Der Duft der Mondblume
Lange und gründlich hatte er nachgedacht, um die richtigen Worte aufs Papier zu bringen. Er war unsicher, was er sagen sollte. Aber er wusste, dass er es versuchen musste, wenn er sie von seiner Liebe und von seinem Wunsch, mit ihr zusammenzuleben, überzeugen wollte. Wenn sie ihn doch nur verstand und mit einem gemeinsamen Leben auf den Inseln einverstanden wäre! Als er schrieb, legte er zu seiner eigenen Überraschung all seine Gefühle in den Brief. Aber als er die letzten Worte nochmals las, versuchte er sich vorzustellen, wie sie reagieren würde. Was bot er ihr denn schon an? Sein Herz, seine Liebe, einen Traum.
Er wanderte im Zimmer auf und ab. Kam zurück an den Tisch, las den Brief noch einmal und erkannte, dass er ihr zwar seine Liebe anbot, aber nicht bereit war, seine Liebe zum Meer und seine Lebensweise aufzugeben … es war also ein Angebot, das sie schon einmal abgelehnt hatte. Sein Fünkchen Hoffnung erlosch. Still faltete er den Brief zusammen, legte ihn in einen Umschlag und versteckte ihn hinten in ein Sammelalbum.
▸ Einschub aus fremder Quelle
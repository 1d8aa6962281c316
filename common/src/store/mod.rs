//! Uniform access to a hierarchical file tree, local or remote
//!
//! The transfer engine only ever talks to a [`Store`]: the local filesystem ([`LocalStore`]) and the
//! WebDAV repository ([`WebDavStore`]) expose the same capability set, so a single walker and a
//! single worker loop serve uploads, downloads and in-repository operations alike.
//!
//! Implementations must be safe to share between workers (`Send + Sync`); a store handle is created
//! once per process and reused by every operation.

mod error;
mod local;
mod webdav;

pub use error::{Error, Result};
pub use local::LocalStore;
pub use webdav::{Credentials, WebDavStore};

/// Buffer size used when streaming file content between stores.
pub const CHUNK_SIZE: usize = 4 * 1024 * 1024;

/// Mode reported for directories by stores that have no notion of permissions.
pub const DEFAULT_DIR_MODE: u32 = 0o775;

/// Mode reported for files by stores that have no notion of permissions.
pub const DEFAULT_FILE_MODE: u32 = 0o664;

/// Sequential byte stream handed from `read_stream` to `write_stream`.
pub type ByteReader = std::pin::Pin<Box<dyn tokio::io::AsyncRead + Send>>;

#[derive(Debug, Clone, Copy, PartialEq, Eq)]
pub struct Metadata {
    pub size: u64,
    pub is_dir: bool,
    /// Permission bits (no file type bits).
    pub mode: u32,
    pub modified: Option<std::time::SystemTime>,
}

impl Metadata {
    #[must_use]
    pub fn file(size: u64) -> Self {
        Self {
            size,
            is_dir: false,
            mode: DEFAULT_FILE_MODE,
            modified: None,
        }
    }

    #[must_use]
    pub fn directory() -> Self {
        Self {
            size: 0,
            is_dir: true,
            mode: DEFAULT_DIR_MODE,
            modified: None,
        }
    }
}

/// An absolute path in some store, with its metadata once it has been stat'd.
#[derive(Debug, Clone, PartialEq, Eq)]
pub struct PathEntry {
    pub path: std::path::PathBuf,
    pub metadata: Option<Metadata>,
}

impl PathEntry {
    /// Entry that has not been stat'd (e.g. a destination that does not exist yet).
    pub fn new(path: impl Into<std::path::PathBuf>) -> Self {
        Self {
            path: path.into(),
            metadata: None,
        }
    }

    pub fn with_metadata(path: impl Into<std::path::PathBuf>, metadata: Metadata) -> Self {
        Self {
            path: path.into(),
            metadata: Some(metadata),
        }
    }

    #[must_use]
    pub fn name(&self) -> Option<&std::ffi::OsStr> {
        self.path.file_name()
    }

    #[must_use]
    pub fn is_dir(&self) -> bool {
        self.metadata.is_some_and(|md| md.is_dir)
    }

    #[must_use]
    pub fn size(&self) -> u64 {
        self.metadata.map_or(0, |md| md.size)
    }

    #[must_use]
    pub fn mode(&self) -> u32 {
        match self.metadata {
            Some(md) => md.mode,
            None => DEFAULT_FILE_MODE,
        }
    }
}

/// What a rename or copy actually did.
#[derive(Debug, Clone, Copy, PartialEq, Eq)]
pub enum Outcome {
    Applied,
    /// Destination existed and overwrite was not requested.
    Skipped,
}

#[async_trait::async_trait]
pub trait Store: Send + Sync + std::fmt::Debug {
    /// Short name used in log messages.
    fn name(&self) -> &'static str;

    async fn stat(&self, path: &std::path::Path) -> Result<PathEntry>;

    /// Immediate children of `path`, each carrying metadata. Order is unspecified.
    async fn read_dir(&self, path: &std::path::Path) -> Result<Vec<PathEntry>>;

    /// Creates a single directory; an existing directory is not an error.
    async fn mkdir(&self, path: &std::path::Path, mode: u32) -> Result<()>;

    /// Creates a directory and any missing parents; an existing directory is not an error.
    async fn mkdir_all(&self, path: &std::path::Path, mode: u32) -> Result<()>;

    /// Removes a file or an empty directory.
    async fn remove(&self, path: &std::path::Path) -> Result<()>;

    async fn rename(
        &self,
        src: &std::path::Path,
        dst: &std::path::Path,
        overwrite: bool,
    ) -> Result<Outcome>;

    async fn copy(
        &self,
        src: &std::path::Path,
        dst: &std::path::Path,
        overwrite: bool,
    ) -> Result<Outcome>;

    async fn read_stream(&self, path: &std::path::Path) -> Result<ByteReader>;

    /// Writes the whole stream to `path`, replacing any existing file. A failure part way through
    /// leaves a partial file behind.
    async fn write_stream(&self, path: &std::path::Path, data: ByteReader, mode: u32)
    -> Result<()>;
}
Er ging nach draußen, und das Rauschen der Wellen in der Dunkelheit tröstete ihn.
[home]
15
W ie unbeschwert und angenehm doch ein Tag dem anderen folgte! Catherine hatte das Gefühl, dass es so eine Zeit in ihrem Leben noch nie gegeben hatte – Wochen ohne Pläne und Verpflichtungen, in denen sie einfach jede Minute eines jeden Tages genoss. Von dem Moment an, da sie die Augen aufschlug, dachte sie an nichts anderes mehr als an PJ .
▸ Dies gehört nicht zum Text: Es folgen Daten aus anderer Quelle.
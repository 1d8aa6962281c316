//! Error type shared by all store implementations

/// Result alias used by [`crate::store::Store`] implementations.
pub type Result<T> = std::result::Result<T, Error>;

/// Failure of a single store call.
///
/// `NotFound` and `DirectoryNotEmpty` are matched on by the engine (skip-by-default checks and
/// non-recursive removal), every other variant is only ever reported.
#[derive(Debug, thiserror::Error)]
pub enum Error {
    #[error("{path:?}: no such file or directory")]
    NotFound { path: std::path::PathBuf },

    #[error("directory not empty: {path:?}")]
    DirectoryNotEmpty { path: std::path::PathBuf },

    #[error("not a directory: {path:?}")]
    NotADirectory { path: std::path::PathBuf },

    #[error("{method} {path:?}: server replied {status}")]
    Http {
        method: String,
        path: std::path::PathBuf,
        status: reqwest::StatusCode,
    },

    #[error("{method} {path:?}: {source}")]
    Request {
        method: String,
        path: std::path::PathBuf,
        #[source]
        source: reqwest::Error,
    },

    #[error("malformed response for {path:?}: {message}")]
    Protocol {
        path: std::path::PathBuf,
        message: String,
    },

    #[error("{path:?}: {source}")]
    Io {
        path: std::path::PathBuf,
        #[source]
        source: std::io::Error,
    },

    #[error("invalid url: {0}")]
    Url(#[from] url::ParseError),
}

impl Error {
    /// Maps an I/O error on `path`, keeping the kinds the engine needs to tell apart.
    pub fn from_io(path: &std::path::Path, source: std::io::Error) -> Self {
        match source.kind() {
            std::io::ErrorKind::NotFound => Error::NotFound {
                path: path.to_path_buf(),
            },
            std::io::ErrorKind::DirectoryNotEmpty => Error::DirectoryNotEmpty {
                path: path.to_path_buf(),
            },
            std::io::ErrorKind::NotADirectory => Error::NotADirectory {
                path: path.to_path_buf(),
            },
            _ => Error::Io {
                path: path.to_path_buf(),
                source,
            },
        }
    }

    #[must_use]
    pub fn is_not_found(&self) -> bool {
        matches!(self, Error::NotFound { .. })
    }

    #[must_use]
    pub fn is_directory_not_empty(&self) -> bool {
        matches!(self, Error::DirectoryNotEmpty { .. })
    }
}
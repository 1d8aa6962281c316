//! Operator interruption
//!
//! SIGINT, SIGHUP, SIGTERM and SIGQUIT cancel the shared token. Cancellation is cooperative: the
//! walker stops enqueueing, workers stop picking up new files, in-flight files complete.

use anyhow::Context;
use tokio::signal::unix::{SignalKind, signal};

/// Cancels a token on the first termination signal. The listener is stopped when dropped.
#[derive(Debug)]
pub struct SignalListener {
    task: tokio::task::JoinHandle<()>,
}

impl SignalListener {
    /// Installs the signal handlers; must be called from within a tokio runtime.
    pub fn spawn(token: tokio_util::sync::CancellationToken) -> anyhow::Result<Self> {
        let mut interrupt =
            signal(SignalKind::interrupt()).context("cannot install SIGINT handler")?;
        let mut hangup = signal(SignalKind::hangup()).context("cannot install SIGHUP handler")?;
        let mut terminate =
            signal(SignalKind::terminate()).context("cannot install SIGTERM handler")?;
        let mut quit = signal(SignalKind::quit()).context("cannot install SIGQUIT handler")?;
        let task = tokio::spawn(async move {
            let name = tokio::select! {
                _ = interrupt.recv() => "SIGINT",
                _ = hangup.recv() => "SIGHUP",
                _ = terminate.recv() => "SIGTERM",
                _ = quit.recv() => "SIGQUIT",
                () = token.cancelled() => return,
            };
            tracing::warn!("received {}, finishing files in flight", name);
            token.cancel();
        });
        Ok(Self { task })
    }
}

impl Drop for SignalListener {
    fn drop(&mut self) {
        self.task.abort();
    }
}
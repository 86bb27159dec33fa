use crossbeam_channel::{Receiver, Sender, unbounded};
use graphsift_core::{EntityKind, SessionMode};
use serde::{Deserialize, Serialize};

#[derive(Debug, Clone, PartialEq, Serialize, Deserialize)]
pub enum Event {
    // Graph
    GraphLoaded {
        node_count: usize,
        edge_count: usize,
        dropped_edges: usize,
    },
    SessionsDiscovered {
        count: usize,
    },
    TimeRangeDiscovered {
        property: String,
        min_time: i64,
        max_time: i64,
    },

    // Pipeline
    FiltersApplied {
        visible_nodes: usize,
        visible_edges: usize,
        hidden_nodes: usize,
        hidden_edges: usize,
    },
    /// A regex predicate failed to compile and matched nothing.
    InvalidPattern {
        kind: EntityKind,
        property: String,
        pattern: String,
        error: String,
    },
    /// The requested mode could not run and everything is shown instead.
    SessionFallback {
        mode: SessionMode,
        message: String,
    },
    GroupsCollapsed {
        node_groups: usize,
        edge_groups: usize,
    },
    CollapseGroupExpanded {
        representative_id: String,
        restored: usize,
    },
    CollapseGroupsCleared {
        dissolved: usize,
    },

    // Persistence
    FilterStateSaved,
    FilterStateRestored,
    FilterStateSaveFailed {
        error: String,
    },

    // Notifications
    ShowInfo {
        message: String,
    },
    ShowWarning {
        message: String,
    },
    StatusUpdate {
        message: String,
    },
}

impl Event {
    /// Events carrying a message for the status bar.
    pub fn status_message(&self) -> Option<&str> {
        match self {
            Event::ShowInfo { message }
            | Event::ShowWarning { message }
            | Event::StatusUpdate { message }
            | Event::SessionFallback { message, .. } => Some(message),
            Event::FilterStateSaveFailed { error } => Some(error),
            _ => None,
        }
    }
}

#[derive(Clone)]
pub struct EventBus {
    tx: Sender<Event>,
    rx: Receiver<Event>,
}

impl Default for EventBus {
    fn default() -> Self {
        Self::new()
    }
}

impl EventBus {
    pub fn new() -> Self {
        let (tx, rx) = unbounded();
        Self { tx, rx }
    }

    pub fn sender(&self) -> Sender<Event> {
        self.tx.clone()
    }

    pub fn receiver(&self) -> Receiver<Event> {
        self.rx.clone()
    }

    pub fn publish(&self, event: Event) {
        tracing::trace!("publish {:?}", event);
        let _ = self.tx.send(event);
    }

    /// Dispatch all pending events to a listener.
    pub fn dispatch_to<L: EventListener>(&self, listener: &mut L) {
        while let Ok(event) = self.rx.try_recv() {
            listener.handle_event(&event);
        }
    }

    /// Take every pending event without blocking.
    pub fn drain(&self) -> Vec<Event> {
        self.rx.try_iter().collect()
    }
}

/// Implement this to receive events from the EventBus.
pub trait EventListener {
    fn handle_event(&mut self, event: &Event);
}
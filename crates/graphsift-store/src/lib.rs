use rusqlite::{Connection, OptionalExtension, params};
use std::path::Path;
use std::time::Duration;
use thiserror::Error;

mod schema;

const SCHEMA_VERSION: u32 = 1;

#[derive(Error, Debug)]
pub enum StorageError {
    #[error("Database error: {0}")]
    Sqlite(#[from] rusqlite::Error),
    #[error("I/O error: {0}")]
    Io(#[from] std::io::Error),
    #[error("Other error: {0}")]
    Other(String),
}

/// Key/value persistence for UI state that must survive a restart.
pub trait StateStore: Send {
    fn load(&self, key: &str) -> Result<Option<String>, StorageError>;
    fn save(&mut self, key: &str, value: &str) -> Result<(), StorageError>;
    fn remove(&mut self, key: &str) -> Result<bool, StorageError>;
}

/// SQLite-backed [`StateStore`].
pub struct Storage {
    conn: Connection,
}

impl Storage {
    /// Open (or create) the database at `path`, creating parent directories.
    pub fn open<P: AsRef<Path>>(path: P) -> Result<Self, StorageError> {
        let path = path.as_ref();
        if let Some(parent) = path.parent().filter(|p| !p.as_os_str().is_empty()) {
            std::fs::create_dir_all(parent)?;
        }
        let conn = Connection::open(path)?;
        let _ = conn.busy_timeout(Duration::from_millis(2_500));
        let _ = conn.pragma_update(None, "journal_mode", "WAL");
        let _ = conn.pragma_update(None, "synchronous", "NORMAL");
        let storage = Self { conn };
        storage.init()?;
        tracing::debug!("Opened state store at {}", path.display());
        Ok(storage)
    }

    pub fn new_in_memory() -> Result<Self, StorageError> {
        let conn = Connection::open_in_memory()?;
        let storage = Self { conn };
        storage.init()?;
        Ok(storage)
    }

    fn init(&self) -> Result<(), StorageError> {
        schema::create_tables(&self.conn)?;
        schema::apply_schema_migrations(self)
    }

    fn schema_version(&self) -> Result<u32, StorageError> {
        let version: i64 = self
            .conn
            .query_row("PRAGMA user_version", [], |row| row.get(0))?;
        Ok(version.max(0) as u32)
    }

    fn set_schema_version(&self, version: u32) -> Result<(), StorageError> {
        self.conn
            .pragma_update(None, "user_version", version.to_string())?;
        Ok(())
    }

    /// All stored keys, sorted.
    pub fn keys(&self) -> Result<Vec<String>, StorageError> {
        let mut stmt = self.conn.prepare("SELECT key FROM kv_state ORDER BY key")?;
        let keys = stmt
            .query_map([], |row| row.get(0))?
            .collect::<rusqlite::Result<Vec<String>>>()?;
        Ok(keys)
    }

    /// Epoch milliseconds of the last write to `key`.
    pub fn updated_at(&self, key: &str) -> Result<Option<i64>, StorageError> {
        Ok(self
            .conn
            .query_row(
                "SELECT updated_at FROM kv_state WHERE key = ?1",
                params![key],
                |row| row.get(0),
            )
            .optional()?)
    }
}

impl StateStore for Storage {
    fn load(&self, key: &str) -> Result<Option<String>, StorageError> {
        Ok(self
            .conn
            .query_row(
                "SELECT value FROM kv_state WHERE key = ?1",
                params![key],
                |row| row.get(0),
            )
            .optional()?)
    }

    fn save(&mut self, key: &str, value: &str) -> Result<(), StorageError> {
        let now = chrono::Utc::now().timestamp_millis();
        self.conn.execute(
            "INSERT INTO kv_state (key, value, updated_at) VALUES (?1, ?2, ?3)
             ON CONFLICT(key) DO UPDATE SET value = excluded.value, updated_at = excluded.updated_at",
            params![key, value, now],
        )?;
        Ok(())
    }

    fn remove(&mut self, key: &str) -> Result<bool, StorageError> {
        let removed = self
            .conn
            .execute("DELETE FROM kv_state WHERE key = ?1", params![key])?;
        Ok(removed > 0)
    }
}

#[cfg(test)]
mod tests;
Die Schönheit, die sie umgab, war mit nichts Bisherigem zu vergleichen, schwankte zwischen dramatisch und romantisch und hatte zugleich den Reiz des Schlichten. Ja, Kauai war ein Traumland. Und jeder hier schien ihr ein ganz besonderes Lächeln zu schenken, als ahne er den Grund ihrer Freude. Als ihr wieder einmal ein Fremder irgendwie wissend zugelächelt hatte, fragte sie sich, ob man ihr denn schon von weitem ansah, wie frei und glücklich sie sich fühlte, wie verliebt sie war?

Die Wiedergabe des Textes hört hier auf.